In Rust for this challenge, I'm basically using the C++ algorithm, but I'm using match, and what is more idiomatic Rust than match?! Really Rust has a very powerful match operator, and you see it used often when unwrapping a function that returns a Result, which can be a value or an error, each wrapped inside of its own datatype. Here I'm just matching on the character value.

```rust
fn good_a_b_string(string: &str) -> bool {
    let mut first_b = false;
    for c in string.chars() {
        match c {
            // on 'b' then set first_b to true
            'b' => first_b |= true,
            // on 'a', if we've seen a 'b' then false
            'a' => {
                if first_b {
                    return false;
                }
            }
            // otherwise no action, keep iterating
            _ => continue,
        }
    }
    // if we've seen a 'b' this is true
    first_b
}
```

Match operates on a variable, here `c`. Each leg of the match represents a possible value, here just a simple value, and `_` is the else match, if it hasn't matched anything prior then it will match the on the `_` leg. 

### Julia

In Julia I use a couple of builtin functions.

```julia
function validate_a_b( string )
    first_b = findfirst( 'b', string )
    last_a = findlast( 'a', string )
    # there is a 'b' 
    # and ( there are no 'a's or the last 'a' is before the first 'b' )
    first_b != nothing && ( last_a == nothing || last_a < first_b )
end
```

`findfirst` and `findlast` each return either the index of the found match or the value `nothing` if there was no match.
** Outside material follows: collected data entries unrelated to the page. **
//! S3 object store backed by `aws-sdk-s3`.

use std::time::Duration;

use async_trait::async_trait;
use aws_config::BehaviorVersion;
use aws_sdk_s3::Client;
use aws_sdk_s3::config::Region;
use aws_sdk_s3::error::DisplayErrorContext;
use aws_sdk_s3::presigning::PresigningConfig;
use aws_sdk_s3::primitives::ByteStream;
use tracing::instrument;

use super::{ObjectStore, StorageError};
use crate::config::StorageConfig;

/// Object store for an S3 bucket or an S3-compatible service.
///
/// Credentials come from the standard AWS provider chain (environment,
/// profile, instance metadata).
#[derive(Clone)]
pub struct S3ObjectStore {
    client: Client,
    bucket: String,
}

impl S3ObjectStore {
    /// Build a client for the configured bucket.
    ///
    /// A custom endpoint switches to path-style addressing, which most
    /// S3-compatible services require.
    pub async fn from_config(config: &StorageConfig) -> Self {
        let mut loader =
            aws_config::defaults(BehaviorVersion::latest()).region(Region::new(config.region.clone()));
        if let Some(endpoint) = &config.endpoint {
            loader = loader.endpoint_url(endpoint);
        }
        let sdk_config = loader.load().await;

        let s3_config = aws_sdk_s3::config::Builder::from(&sdk_config)
            .force_path_style(config.endpoint.is_some())
            .build();

        Self {
            client: Client::from_conf(s3_config),
            bucket: config.bucket.clone(),
        }
    }
}

#[async_trait]
impl ObjectStore for S3ObjectStore {
    #[instrument(skip(self, body), fields(bucket = %self.bucket))]
    async fn put(&self, key: &str, content_type: &str, body: Vec<u8>) -> Result<(), StorageError> {
        self.client
            .put_object()
            .bucket(&self.bucket)
            .key(key)
            .content_type(content_type)
            .body(ByteStream::from(body))
            .send()
            .await
            .map_err(|e| StorageError::Backend(DisplayErrorContext(e).to_string()))?;
        Ok(())
    }

    #[instrument(skip(self), fields(bucket = %self.bucket))]
    async fn delete(&self, key: &str) -> Result<(), StorageError> {
        self.client
            .delete_object()
            .bucket(&self.bucket)
            .key(key)
            .send()
            .await
            .map_err(|e| StorageError::Backend(DisplayErrorContext(e).to_string()))?;
        Ok(())
    }

    async fn presign_get(&self, key: &str, expires_in: Duration) -> Result<String, StorageError> {
        let presign_error = |reason: String| StorageError::Presign {
            key: key.to_string(),
            reason,
        };

        let presigning =
            PresigningConfig::expires_in(expires_in).map_err(|e| presign_error(e.to_string()))?;
        let request = self
            .client
            .get_object()
            .bucket(&self.bucket)
            .key(key)
            .presigned(presigning)
            .await
            .map_err(|e| presign_error(DisplayErrorContext(e).to_string()))?;

        Ok(request.uri().to_string())
    }
}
We combine these into a long boolean expression that checks, from left to right, we found a 'b' and we found no 'a' or the last 'a' is before the first 'b'. Simple!

## Revisiting a 270 Problem

Mohammad linked to a great discussion about Challenge 2 from [PWC 270](https://theweeklychallenge.org/blog/perl-weekly-challenge-270/) by [E. Choroba](https://blogs.perl.org/users/e_choroba/2024/06/equalise-an-array.html) which expanded my mind on the problem. If you haven't read it yet you should. On reading the problem description I didn't think about the possibility of all values ending up larger than they came in, and it sounds like nobody else among the official submissions did either, but he gives a case where the optimal solution requires this.

I have been working on my own solution to the elucidated problem and some discussion thereof, but as of press time it is still in revision. I may try to finish it up this week, but definitely check out his blog post.

## Conclusion

Great work this week! I can't wait for the next problem set.